**TASK STATEMENT:**
Check each line below for the word "false". How many have it? Answer with the number only.

**INPUT RECORDS:**
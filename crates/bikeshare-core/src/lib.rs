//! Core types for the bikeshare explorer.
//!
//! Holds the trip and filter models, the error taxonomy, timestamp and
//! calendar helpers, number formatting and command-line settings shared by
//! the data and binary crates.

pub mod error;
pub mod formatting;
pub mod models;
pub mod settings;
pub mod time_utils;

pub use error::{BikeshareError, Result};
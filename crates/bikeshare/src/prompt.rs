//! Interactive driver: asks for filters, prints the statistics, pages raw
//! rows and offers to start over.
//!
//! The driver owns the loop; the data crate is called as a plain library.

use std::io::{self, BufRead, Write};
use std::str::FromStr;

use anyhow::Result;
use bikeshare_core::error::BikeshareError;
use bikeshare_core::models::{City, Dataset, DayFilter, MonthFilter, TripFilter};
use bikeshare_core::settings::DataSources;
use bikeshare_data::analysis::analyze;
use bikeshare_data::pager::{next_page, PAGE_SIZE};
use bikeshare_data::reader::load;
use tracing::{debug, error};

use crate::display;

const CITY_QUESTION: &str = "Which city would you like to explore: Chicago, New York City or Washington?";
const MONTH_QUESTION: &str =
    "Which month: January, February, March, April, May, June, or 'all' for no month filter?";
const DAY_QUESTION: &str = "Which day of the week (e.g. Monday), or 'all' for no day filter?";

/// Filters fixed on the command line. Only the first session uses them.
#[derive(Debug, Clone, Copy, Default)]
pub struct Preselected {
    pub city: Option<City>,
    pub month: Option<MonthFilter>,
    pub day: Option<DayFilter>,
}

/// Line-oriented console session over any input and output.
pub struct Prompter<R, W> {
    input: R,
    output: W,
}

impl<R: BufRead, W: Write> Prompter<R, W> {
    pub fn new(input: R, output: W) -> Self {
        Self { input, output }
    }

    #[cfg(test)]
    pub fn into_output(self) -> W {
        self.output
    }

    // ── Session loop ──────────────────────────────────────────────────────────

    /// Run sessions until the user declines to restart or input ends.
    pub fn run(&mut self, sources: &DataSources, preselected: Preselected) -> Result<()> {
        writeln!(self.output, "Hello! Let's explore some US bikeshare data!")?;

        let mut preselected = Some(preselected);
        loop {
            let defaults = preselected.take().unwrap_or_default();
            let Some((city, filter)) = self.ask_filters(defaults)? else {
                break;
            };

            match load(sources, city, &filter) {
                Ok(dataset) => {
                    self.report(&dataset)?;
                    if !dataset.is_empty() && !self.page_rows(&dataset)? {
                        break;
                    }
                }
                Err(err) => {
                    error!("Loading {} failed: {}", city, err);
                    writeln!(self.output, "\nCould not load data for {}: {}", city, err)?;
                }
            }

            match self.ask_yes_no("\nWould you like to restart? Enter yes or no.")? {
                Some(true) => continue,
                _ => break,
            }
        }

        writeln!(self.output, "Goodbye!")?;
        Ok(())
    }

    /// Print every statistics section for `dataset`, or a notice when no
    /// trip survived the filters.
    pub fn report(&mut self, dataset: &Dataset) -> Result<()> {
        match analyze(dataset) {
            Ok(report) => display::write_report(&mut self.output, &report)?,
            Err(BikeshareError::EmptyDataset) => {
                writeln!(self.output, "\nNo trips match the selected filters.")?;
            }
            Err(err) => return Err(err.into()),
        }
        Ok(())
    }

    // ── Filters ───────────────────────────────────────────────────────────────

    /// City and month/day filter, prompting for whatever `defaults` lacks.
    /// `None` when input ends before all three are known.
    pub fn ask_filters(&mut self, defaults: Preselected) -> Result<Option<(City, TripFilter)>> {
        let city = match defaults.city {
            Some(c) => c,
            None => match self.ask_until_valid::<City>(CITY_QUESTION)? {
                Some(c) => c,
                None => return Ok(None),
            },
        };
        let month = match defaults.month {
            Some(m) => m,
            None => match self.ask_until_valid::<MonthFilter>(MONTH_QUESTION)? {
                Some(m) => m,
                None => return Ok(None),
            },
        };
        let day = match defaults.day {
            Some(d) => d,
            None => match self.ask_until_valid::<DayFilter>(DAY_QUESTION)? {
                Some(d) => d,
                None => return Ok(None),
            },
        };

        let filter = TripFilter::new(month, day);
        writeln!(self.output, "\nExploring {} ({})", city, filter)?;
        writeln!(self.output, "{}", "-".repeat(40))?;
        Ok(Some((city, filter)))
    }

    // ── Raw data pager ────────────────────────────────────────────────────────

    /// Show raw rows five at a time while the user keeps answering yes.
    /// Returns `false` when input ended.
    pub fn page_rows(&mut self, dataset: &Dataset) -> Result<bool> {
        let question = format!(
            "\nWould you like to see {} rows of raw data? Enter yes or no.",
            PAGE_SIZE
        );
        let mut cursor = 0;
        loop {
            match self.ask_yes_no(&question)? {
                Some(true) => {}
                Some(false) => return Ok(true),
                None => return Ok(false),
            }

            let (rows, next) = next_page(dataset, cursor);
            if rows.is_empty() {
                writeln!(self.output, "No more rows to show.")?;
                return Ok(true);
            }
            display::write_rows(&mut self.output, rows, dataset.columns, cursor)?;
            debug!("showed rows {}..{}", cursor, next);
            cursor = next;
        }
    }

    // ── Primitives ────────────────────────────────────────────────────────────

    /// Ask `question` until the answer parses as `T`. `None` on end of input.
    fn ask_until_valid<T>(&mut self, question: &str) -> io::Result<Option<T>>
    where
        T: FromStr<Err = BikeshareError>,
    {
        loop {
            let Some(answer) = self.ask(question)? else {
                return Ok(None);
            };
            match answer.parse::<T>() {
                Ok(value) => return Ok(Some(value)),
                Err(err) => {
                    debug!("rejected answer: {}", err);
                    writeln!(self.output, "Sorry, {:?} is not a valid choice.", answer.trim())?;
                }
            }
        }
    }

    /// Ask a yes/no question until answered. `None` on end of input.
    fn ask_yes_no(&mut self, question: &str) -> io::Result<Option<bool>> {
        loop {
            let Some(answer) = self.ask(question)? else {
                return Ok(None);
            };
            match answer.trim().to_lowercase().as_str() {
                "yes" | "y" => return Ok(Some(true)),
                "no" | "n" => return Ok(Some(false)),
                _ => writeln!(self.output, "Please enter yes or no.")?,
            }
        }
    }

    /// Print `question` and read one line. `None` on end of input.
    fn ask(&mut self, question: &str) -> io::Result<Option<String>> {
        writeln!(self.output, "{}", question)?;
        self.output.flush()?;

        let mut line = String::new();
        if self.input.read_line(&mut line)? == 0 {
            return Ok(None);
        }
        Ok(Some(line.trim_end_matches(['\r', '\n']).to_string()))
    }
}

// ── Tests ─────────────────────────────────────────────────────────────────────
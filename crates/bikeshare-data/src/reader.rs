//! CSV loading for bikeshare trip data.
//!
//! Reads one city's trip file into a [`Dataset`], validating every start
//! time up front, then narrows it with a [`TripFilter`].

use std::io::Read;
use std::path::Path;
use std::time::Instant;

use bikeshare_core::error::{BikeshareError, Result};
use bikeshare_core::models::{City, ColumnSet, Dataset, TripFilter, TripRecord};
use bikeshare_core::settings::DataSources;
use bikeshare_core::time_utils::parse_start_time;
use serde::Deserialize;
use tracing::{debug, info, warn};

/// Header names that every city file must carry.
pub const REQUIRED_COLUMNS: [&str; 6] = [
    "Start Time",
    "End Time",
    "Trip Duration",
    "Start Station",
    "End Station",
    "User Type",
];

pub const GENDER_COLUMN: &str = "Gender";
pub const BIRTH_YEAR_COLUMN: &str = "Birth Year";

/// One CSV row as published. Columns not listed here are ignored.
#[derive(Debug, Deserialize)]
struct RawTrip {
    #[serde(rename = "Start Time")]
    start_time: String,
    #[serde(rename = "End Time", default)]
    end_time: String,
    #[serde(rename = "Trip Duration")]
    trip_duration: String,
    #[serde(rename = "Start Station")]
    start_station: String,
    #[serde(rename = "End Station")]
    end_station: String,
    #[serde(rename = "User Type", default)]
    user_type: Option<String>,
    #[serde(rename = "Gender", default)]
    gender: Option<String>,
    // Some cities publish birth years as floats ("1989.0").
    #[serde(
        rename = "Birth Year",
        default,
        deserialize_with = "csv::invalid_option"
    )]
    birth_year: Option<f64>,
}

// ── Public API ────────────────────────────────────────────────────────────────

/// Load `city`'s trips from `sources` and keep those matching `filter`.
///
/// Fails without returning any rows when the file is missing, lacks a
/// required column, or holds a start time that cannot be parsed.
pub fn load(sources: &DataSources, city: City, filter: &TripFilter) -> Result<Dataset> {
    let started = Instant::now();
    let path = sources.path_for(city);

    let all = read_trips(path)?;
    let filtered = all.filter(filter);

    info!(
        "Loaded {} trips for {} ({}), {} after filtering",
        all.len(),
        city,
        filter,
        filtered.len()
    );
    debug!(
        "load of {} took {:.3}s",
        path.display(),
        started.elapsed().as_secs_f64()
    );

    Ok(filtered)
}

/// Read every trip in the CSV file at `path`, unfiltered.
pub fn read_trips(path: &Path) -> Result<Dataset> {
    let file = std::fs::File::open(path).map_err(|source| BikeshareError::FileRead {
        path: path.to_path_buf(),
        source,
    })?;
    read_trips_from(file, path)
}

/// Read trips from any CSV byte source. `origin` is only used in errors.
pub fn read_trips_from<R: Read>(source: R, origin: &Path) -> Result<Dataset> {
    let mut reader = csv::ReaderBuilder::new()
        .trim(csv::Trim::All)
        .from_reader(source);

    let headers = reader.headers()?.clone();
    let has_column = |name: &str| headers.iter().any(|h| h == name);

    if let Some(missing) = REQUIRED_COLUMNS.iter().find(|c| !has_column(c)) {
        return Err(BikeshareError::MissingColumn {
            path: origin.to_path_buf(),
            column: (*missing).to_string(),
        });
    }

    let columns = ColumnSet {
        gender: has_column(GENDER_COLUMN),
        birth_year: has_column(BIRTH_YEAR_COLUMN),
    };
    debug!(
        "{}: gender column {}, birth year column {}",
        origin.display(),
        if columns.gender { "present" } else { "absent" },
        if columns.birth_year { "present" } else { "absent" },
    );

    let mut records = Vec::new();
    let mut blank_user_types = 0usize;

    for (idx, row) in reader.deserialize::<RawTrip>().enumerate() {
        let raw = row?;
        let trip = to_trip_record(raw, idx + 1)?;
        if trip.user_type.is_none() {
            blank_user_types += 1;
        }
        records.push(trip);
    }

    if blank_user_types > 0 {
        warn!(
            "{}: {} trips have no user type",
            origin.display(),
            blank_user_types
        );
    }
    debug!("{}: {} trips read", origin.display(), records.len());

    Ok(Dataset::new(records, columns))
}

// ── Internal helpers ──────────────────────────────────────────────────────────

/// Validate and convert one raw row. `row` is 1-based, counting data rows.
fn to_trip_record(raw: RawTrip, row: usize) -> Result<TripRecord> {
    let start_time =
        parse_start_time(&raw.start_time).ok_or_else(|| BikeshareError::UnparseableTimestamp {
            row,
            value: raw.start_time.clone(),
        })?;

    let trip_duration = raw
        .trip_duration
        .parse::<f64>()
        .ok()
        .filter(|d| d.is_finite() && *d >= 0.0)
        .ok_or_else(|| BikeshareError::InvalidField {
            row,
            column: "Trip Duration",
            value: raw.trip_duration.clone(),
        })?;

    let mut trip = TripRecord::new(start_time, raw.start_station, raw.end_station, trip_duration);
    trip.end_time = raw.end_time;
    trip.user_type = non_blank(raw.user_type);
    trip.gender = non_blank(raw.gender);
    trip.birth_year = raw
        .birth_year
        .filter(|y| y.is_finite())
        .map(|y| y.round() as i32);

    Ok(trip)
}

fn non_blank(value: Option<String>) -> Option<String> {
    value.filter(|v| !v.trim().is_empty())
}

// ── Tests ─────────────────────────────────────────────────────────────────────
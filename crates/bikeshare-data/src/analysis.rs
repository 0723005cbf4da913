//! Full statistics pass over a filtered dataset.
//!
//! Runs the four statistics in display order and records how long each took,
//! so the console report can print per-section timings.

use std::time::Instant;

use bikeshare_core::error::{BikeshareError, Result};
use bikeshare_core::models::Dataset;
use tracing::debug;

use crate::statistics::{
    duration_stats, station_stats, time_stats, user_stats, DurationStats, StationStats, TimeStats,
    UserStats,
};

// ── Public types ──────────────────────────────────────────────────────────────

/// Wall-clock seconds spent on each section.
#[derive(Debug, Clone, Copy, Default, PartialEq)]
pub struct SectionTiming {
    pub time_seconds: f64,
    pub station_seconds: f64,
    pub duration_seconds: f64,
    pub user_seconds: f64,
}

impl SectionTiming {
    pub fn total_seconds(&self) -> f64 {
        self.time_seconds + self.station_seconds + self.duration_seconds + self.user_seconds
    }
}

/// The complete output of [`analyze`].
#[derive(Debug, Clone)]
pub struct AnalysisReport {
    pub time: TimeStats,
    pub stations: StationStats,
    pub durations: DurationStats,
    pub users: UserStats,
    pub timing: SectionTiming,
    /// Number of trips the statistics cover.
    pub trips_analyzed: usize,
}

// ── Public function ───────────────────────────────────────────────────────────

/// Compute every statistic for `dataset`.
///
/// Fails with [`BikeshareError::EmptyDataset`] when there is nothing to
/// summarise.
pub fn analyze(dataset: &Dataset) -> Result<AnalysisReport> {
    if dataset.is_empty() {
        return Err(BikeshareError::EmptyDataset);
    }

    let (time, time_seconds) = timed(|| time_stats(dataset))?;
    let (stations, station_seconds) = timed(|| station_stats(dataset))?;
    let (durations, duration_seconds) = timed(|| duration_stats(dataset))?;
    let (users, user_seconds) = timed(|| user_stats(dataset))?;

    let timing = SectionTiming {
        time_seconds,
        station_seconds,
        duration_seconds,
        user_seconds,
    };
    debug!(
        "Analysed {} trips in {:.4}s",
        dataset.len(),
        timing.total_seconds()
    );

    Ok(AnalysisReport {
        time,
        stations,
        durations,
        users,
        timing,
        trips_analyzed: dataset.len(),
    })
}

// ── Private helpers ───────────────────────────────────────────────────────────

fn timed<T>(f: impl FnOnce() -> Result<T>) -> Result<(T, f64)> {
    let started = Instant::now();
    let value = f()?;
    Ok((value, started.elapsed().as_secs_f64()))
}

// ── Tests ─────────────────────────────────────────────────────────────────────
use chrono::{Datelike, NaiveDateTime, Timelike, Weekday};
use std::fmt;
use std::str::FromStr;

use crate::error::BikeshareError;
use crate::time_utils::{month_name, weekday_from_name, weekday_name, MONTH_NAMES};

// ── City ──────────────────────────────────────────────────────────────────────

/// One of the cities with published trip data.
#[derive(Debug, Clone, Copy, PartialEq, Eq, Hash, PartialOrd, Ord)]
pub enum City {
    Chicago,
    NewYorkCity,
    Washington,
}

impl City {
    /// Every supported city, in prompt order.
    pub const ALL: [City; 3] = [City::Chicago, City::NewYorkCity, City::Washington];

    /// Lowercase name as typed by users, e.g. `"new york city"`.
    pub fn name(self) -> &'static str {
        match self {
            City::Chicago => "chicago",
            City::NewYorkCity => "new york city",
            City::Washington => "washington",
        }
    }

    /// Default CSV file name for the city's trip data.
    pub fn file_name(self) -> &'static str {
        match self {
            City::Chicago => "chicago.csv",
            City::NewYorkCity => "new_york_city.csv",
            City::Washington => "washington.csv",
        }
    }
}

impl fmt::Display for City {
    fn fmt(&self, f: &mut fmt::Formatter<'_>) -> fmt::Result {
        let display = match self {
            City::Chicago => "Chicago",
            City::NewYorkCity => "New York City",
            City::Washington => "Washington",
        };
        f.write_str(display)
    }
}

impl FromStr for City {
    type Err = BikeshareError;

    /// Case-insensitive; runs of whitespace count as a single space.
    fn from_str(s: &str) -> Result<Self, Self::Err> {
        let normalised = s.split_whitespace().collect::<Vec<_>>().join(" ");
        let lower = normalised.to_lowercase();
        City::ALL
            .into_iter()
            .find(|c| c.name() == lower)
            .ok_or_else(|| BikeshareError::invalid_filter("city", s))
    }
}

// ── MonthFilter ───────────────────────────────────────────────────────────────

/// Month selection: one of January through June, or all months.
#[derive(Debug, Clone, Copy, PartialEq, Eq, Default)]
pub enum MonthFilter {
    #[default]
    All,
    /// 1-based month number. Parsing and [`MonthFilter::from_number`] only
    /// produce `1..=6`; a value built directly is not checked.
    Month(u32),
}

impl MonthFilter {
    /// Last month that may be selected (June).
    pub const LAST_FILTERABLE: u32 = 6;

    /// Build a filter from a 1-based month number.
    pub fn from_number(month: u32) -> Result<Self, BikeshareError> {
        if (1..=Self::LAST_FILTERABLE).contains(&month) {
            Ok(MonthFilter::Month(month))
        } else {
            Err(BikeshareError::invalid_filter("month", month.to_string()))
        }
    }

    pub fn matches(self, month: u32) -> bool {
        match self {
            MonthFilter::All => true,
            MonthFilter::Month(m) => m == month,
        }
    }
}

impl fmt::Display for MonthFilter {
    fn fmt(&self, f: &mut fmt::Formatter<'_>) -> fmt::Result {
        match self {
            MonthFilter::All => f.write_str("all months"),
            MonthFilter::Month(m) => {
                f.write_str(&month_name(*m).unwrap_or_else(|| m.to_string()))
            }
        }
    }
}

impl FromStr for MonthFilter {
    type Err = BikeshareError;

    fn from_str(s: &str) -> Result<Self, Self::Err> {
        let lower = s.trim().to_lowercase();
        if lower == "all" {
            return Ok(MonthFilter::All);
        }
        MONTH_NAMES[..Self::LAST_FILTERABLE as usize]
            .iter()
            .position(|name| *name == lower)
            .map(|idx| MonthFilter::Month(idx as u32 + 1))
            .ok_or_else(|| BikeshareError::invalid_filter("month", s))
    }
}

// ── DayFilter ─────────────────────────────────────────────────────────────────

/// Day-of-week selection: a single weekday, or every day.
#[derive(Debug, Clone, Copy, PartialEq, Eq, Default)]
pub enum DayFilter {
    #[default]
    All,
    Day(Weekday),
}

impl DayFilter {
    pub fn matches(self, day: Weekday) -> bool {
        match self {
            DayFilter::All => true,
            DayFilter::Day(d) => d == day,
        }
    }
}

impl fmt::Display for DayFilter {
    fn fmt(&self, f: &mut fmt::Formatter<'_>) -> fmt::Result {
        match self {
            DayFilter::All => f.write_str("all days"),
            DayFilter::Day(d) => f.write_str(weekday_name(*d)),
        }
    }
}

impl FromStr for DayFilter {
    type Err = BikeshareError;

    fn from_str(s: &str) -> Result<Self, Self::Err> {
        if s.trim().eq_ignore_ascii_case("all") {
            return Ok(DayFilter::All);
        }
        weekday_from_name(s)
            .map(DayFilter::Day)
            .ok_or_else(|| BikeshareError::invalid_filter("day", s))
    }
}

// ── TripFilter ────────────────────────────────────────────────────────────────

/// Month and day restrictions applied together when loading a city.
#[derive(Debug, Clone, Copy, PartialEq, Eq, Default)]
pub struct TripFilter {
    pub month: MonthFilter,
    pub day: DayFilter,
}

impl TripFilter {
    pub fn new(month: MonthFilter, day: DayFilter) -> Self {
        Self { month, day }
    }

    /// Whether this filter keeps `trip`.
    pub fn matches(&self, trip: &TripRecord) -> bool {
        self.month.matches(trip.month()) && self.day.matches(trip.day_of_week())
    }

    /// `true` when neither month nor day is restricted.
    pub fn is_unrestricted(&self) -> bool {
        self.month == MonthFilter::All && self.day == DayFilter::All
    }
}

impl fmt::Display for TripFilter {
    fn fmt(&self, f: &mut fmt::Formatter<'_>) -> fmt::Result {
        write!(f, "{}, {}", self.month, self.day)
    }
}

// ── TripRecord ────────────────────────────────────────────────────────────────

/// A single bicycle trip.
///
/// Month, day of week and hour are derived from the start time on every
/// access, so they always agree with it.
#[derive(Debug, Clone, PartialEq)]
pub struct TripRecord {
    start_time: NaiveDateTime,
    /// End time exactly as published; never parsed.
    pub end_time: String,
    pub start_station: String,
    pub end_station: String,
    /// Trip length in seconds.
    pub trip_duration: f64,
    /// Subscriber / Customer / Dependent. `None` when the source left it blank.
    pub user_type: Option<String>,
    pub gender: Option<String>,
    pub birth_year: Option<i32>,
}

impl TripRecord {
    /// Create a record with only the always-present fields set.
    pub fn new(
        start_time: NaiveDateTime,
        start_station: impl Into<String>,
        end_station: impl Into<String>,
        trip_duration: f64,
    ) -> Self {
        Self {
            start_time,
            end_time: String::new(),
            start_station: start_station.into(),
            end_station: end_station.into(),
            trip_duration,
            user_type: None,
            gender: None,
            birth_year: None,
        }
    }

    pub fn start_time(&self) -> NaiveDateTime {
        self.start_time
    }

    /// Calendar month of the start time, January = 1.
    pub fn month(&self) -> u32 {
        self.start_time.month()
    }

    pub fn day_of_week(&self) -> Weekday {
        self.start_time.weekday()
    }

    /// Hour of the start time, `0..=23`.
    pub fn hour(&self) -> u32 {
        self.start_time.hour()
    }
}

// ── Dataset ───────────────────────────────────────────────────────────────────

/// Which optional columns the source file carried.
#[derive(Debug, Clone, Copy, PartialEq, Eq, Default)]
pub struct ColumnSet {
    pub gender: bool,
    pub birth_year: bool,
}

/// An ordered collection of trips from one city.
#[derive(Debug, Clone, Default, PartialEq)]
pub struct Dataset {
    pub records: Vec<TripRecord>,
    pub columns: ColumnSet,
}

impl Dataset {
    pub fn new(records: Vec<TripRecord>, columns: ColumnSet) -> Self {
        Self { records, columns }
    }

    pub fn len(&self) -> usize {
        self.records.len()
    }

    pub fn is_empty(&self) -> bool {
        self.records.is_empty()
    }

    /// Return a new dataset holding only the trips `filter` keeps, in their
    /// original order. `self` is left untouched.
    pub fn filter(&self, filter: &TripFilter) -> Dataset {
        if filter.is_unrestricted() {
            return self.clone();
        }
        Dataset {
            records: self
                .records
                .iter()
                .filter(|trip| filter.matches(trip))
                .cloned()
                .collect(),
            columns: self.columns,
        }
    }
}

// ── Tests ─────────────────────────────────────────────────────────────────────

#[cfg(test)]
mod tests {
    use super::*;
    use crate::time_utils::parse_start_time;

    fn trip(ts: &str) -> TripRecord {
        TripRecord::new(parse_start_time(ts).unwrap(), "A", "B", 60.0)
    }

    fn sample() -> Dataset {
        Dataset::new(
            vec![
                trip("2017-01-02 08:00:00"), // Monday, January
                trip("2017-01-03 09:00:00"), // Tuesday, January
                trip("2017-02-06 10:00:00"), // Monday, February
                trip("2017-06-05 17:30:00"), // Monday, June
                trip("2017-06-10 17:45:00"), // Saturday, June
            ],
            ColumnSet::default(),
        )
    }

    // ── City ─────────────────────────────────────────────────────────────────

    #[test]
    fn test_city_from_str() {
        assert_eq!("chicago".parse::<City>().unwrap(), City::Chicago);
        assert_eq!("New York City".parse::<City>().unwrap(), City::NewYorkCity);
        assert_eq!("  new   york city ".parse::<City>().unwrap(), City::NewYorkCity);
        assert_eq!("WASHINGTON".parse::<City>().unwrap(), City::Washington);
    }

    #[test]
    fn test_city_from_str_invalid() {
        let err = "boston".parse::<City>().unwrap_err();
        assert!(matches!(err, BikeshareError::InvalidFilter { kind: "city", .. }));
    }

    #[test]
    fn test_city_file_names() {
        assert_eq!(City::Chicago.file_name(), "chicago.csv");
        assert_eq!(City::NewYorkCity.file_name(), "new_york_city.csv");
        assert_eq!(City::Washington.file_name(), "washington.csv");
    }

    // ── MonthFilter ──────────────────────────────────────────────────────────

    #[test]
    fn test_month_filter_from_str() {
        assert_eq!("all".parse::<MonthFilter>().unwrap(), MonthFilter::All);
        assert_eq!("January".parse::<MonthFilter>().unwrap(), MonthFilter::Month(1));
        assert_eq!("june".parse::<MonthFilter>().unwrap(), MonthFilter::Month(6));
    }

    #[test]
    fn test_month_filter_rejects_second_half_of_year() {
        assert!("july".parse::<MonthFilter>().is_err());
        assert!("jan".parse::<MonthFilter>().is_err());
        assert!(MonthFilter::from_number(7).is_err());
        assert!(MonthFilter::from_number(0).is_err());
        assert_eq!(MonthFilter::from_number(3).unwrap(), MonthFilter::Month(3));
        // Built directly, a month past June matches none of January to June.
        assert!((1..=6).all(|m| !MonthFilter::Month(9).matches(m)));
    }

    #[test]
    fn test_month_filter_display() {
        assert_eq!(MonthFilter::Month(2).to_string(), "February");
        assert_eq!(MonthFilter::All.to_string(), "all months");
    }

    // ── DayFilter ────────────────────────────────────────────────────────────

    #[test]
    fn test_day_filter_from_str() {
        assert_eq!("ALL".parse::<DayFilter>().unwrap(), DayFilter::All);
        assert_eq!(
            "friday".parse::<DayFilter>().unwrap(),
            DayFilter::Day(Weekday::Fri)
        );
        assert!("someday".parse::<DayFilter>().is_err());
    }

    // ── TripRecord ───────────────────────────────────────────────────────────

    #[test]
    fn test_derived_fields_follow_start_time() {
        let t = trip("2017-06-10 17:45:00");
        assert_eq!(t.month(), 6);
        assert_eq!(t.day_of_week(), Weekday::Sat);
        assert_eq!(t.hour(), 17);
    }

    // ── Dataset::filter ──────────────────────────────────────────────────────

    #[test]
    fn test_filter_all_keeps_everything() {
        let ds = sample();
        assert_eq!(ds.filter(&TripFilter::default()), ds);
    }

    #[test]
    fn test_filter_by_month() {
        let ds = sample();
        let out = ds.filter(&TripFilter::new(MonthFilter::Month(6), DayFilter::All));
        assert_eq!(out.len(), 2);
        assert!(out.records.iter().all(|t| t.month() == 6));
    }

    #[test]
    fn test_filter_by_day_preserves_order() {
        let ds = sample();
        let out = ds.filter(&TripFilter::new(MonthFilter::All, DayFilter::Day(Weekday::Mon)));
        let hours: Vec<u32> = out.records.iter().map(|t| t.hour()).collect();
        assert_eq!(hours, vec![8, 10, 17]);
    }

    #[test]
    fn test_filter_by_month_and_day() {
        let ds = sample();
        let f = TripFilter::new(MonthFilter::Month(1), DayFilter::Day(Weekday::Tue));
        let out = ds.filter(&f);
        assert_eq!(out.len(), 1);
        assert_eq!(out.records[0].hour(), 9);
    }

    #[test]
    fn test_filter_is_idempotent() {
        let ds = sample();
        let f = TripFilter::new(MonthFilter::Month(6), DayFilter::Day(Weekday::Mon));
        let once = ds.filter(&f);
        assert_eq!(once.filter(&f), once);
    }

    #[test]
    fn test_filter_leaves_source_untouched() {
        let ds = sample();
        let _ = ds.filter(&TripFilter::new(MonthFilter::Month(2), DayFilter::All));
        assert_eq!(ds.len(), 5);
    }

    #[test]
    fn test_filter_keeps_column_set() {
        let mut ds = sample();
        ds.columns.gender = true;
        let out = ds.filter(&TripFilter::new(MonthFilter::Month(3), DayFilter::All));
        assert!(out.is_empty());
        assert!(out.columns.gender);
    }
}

**COMPLETED TASK:**
4